I wonder though, are all ideas worth our time, or worth our energy? Are all thoughts worth our commerce in that renowned free marketplace of ideas? Must we debate with those who question our very humanity? Should we shout from the town square that we are not animals and need not be caged and beaten and killed? Should we engage with opinions that presume, as a starting point, that we are less than, incompetent, or frivolous? Indeed, perhaps we should!
“Blacks commit more crimes than whites do, they commit more murders, they commit more arsons, they commit more kidnappings.”
But I will not. I refuse.
We have been on these shores since 1619. We built this country. If they are not convinced by now, they never will. Our humanity is not a counterpoint. Our membership in the human race is not up for debate. It is self-evident. It is to me, as it is to you. Those who believe otherwise are our foes. I am not interested in convincing, negotiating or pleading with those who barely see us as people, if at all. A thing is beautiful no matter how many times you call it ugly. And you, my brothers and sisters, are radiant.
In that spirit, and to paraphrase one of our brightest literary stars, “I will waste no more time or language on our enemies, beloveds. But if I ever did, I would tell them that there is a river between what they see and what they know. And they don’t have the heart to cross it.”
I therefore resist the urge here to debunk the myriad lies told about us by the man killed in Utah. We don’t need it. We never did. Instead, I will finally get to the point.
Something is coming. In fact, it is already here.
You feel it too. It has been coming for some time. Most of us have tried to ignore it, but that deep memory in our soul, it is screaming out to warn us all. They think we have flown too close to the sun, and they are gathering to put us back under their heel.

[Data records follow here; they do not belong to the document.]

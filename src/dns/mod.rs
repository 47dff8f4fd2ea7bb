//! DNS resolution

pub(crate) mod cache;
pub(crate) mod gai;
#[cfg(feature = "hickory-dns")]
pub(crate) mod hickory;

use std::{
    borrow::Cow,
    collections::HashMap,
    fmt,
    future::Future,
    net::SocketAddr,
    pin::Pin,
    sync::Arc,
};

use crate::error::BoxError;

/// A domain name to resolve into IP addresses.
#[derive(Clone, Hash, Eq, PartialEq)]
pub struct Name {
    host: Box<str>,
}

impl Name {
    pub(crate) fn new(host: Box<str>) -> Name {
        Name { host }
    }

    /// View the hostname as a string slice.
    pub fn as_str(&self) -> &str {
        &self.host
    }
}

impl From<&str> for Name {
    fn from(value: &str) -> Self {
        Name::new(value.into())
    }
}

impl fmt::Debug for Name {
    fn fmt(&self, f: &mut fmt::Formatter<'_>) -> fmt::Result {
        fmt::Debug::fmt(&self.host, f)
    }
}

impl fmt::Display for Name {
    fn fmt(&self, f: &mut fmt::Formatter<'_>) -> fmt::Result {
        fmt::Display::fmt(&self.host, f)
    }
}

/// Alias for an `Iterator` trait object over `SocketAddr`.
pub type Addrs = Box<dyn Iterator<Item = SocketAddr> + Send>;

/// Alias for the `Future` type returned by a DNS resolver.
pub type Resolving = Pin<Box<dyn Future<Output = Result<Addrs, BoxError>> + Send>>;

/// Trait for customizing DNS resolution in camo.
pub trait Resolve: Send + Sync {
    /// Performs DNS resolution on a `Name`.
    ///
    /// The return type is a future containing an iterator of `SocketAddr`.
    /// The port in the resolved `SocketAddr`s is ignored; the target port
    /// comes from the request URL.
    fn resolve(&self, name: Name) -> Resolving;
}

/// A shared, object-safe handle to a resolver.
#[derive(Clone)]
pub(crate) struct DynResolver {
    resolver: Arc<dyn Resolve>,
}

impl DynResolver {
    pub(crate) fn new(resolver: Arc<dyn Resolve>) -> Self {
        Self { resolver }
    }

    pub(crate) fn resolve(&self, name: Name) -> Resolving {
        self.resolver.resolve(name)
    }
}

impl fmt::Debug for DynResolver {
    fn fmt(&self, f: &mut fmt::Formatter<'_>) -> fmt::Result {
        f.debug_struct("DynResolver").finish()
    }
}

/// DNS resolver that supports hostname overrides.
///
/// This resolver first checks for manual hostname-to-IP mappings before
/// falling back to the underlying DNS resolver. Useful for testing or
/// bypassing DNS for specific domains.
pub(crate) struct DnsResolverWithOverrides {
    dns_resolver: Arc<dyn Resolve>,
    overrides: Arc<HashMap<Cow<'static, str>, Vec<SocketAddr>>>,
}

impl DnsResolverWithOverrides {
    pub(crate) fn new(
        dns_resolver: Arc<dyn Resolve>,
        overrides: HashMap<Cow<'static, str>, Vec<SocketAddr>>,
    ) -> Self {
        DnsResolverWithOverrides {
            dns_resolver,
            overrides: Arc::new(overrides),
        }
    }
}

impl Resolve for DnsResolverWithOverrides {
    fn resolve(&self, name: Name) -> Resolving {
        match self.overrides.get(name.as_str()) {
            Some(dest) => {
                let addrs: Addrs = Box::new(dest.clone().into_iter());
                Box::pin(std::future::ready(Ok(addrs)))
            }
            None => self.dns_resolver.resolve(name),
        }
    }
}

/// Orders resolved addresses so IPv4 comes first, preserving relative order
/// within each family.
pub(crate) fn prefer_ipv4(addrs: Vec<SocketAddr>) -> Vec<SocketAddr> {
    let (v4, v6): (Vec<_>, Vec<_>) = addrs.into_iter().partition(SocketAddr::is_ipv4);
    v4.into_iter().chain(v6).collect()
}

/// Parses a `host:port` DNS server address, rejecting port 0.
pub(crate) fn parse_dns_addr(addr: &str) -> crate::Result<SocketAddr> {
    let addr: SocketAddr = addr
        .parse()
        .map_err(crate::error::Error::builder)?;
    if addr.port() == 0 {
        return Err(crate::error::Error::builder("dns server port must be 1..65535"));
    }
    Ok(addr)
}

#[cfg(test)]
mod tests {
    use super::*;
    use std::net::{Ipv4Addr, Ipv6Addr};

    #[test]
    fn ipv4_sorts_first() {
        let v6 = SocketAddr::new(Ipv6Addr::LOCALHOST.into(), 0);
        let v4 = SocketAddr::new(Ipv4Addr::LOCALHOST.into(), 0);
        let sorted = prefer_ipv4(vec![v6, v4, v6]);
        assert_eq!(sorted, vec![v4, v6, v6]);
    }

    #[test]
    fn dns_addr_grammar() {
        assert!(parse_dns_addr("1.1.1.1:853").is_ok());
        assert!(parse_dns_addr("1.1.1.1:0").is_err());
        assert!(parse_dns_addr("1.1.1.1").is_err());
        assert!(parse_dns_addr("nonsense").is_err());
    }
}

In less than a year we have seen an unprecedented push to bring back Jim Crow, eradicate our stories from public life, and remove our bodies from places and positions they think we don’t belong. They have made it clear that they want us out of their neighborhoods, boardrooms, office buildings, and their colleges. We were always meant to be destitute and under siege with the full weight of the government is constantly pointed at us. They mean to make good on that promise. Our livelihoods, safety, and our peace are all on the line. I don’t know what is next, but I do know it will get worse before it gets better.
Lean times are ahead, and we will not survive alone. Community is our foremost weapon against what is coming, as it always has been. We must look to our elders for lessons on surviving dark times past, but also uplift our youth, who are the key to finding new, innovative ways to bring us together.
Remember that our story is a tale of resilience and resistance above all else. We are a people who have survived and thrived the worst conditions known to man. We survived the slave trade, Jim Crow, we have seen highways erected through our neighborhoods and witnessed our communities put to the flame. We remember it all. Because we remember, we know we will survive this too. We also know we cannot do this alone.
This paper is a call to community. A call for us all to think about how we can help each other as the cold winds start to blow, and the fight to feed and protect our families becomes harder. “What does that mean?” You may wonder. “What can we do?” You may be asking yourself. I have asked myself the same. I don’t pretend to have all the answers. I do have some ideas. My strident hope that this paper will be a tool to express, build and realize our community’s strength and an exchange of ideas about how we can support each other in good times and in the hard times. Because that is what it means to be black in America. And I was taught that I only gotta do two things in life; Stay Black and Die.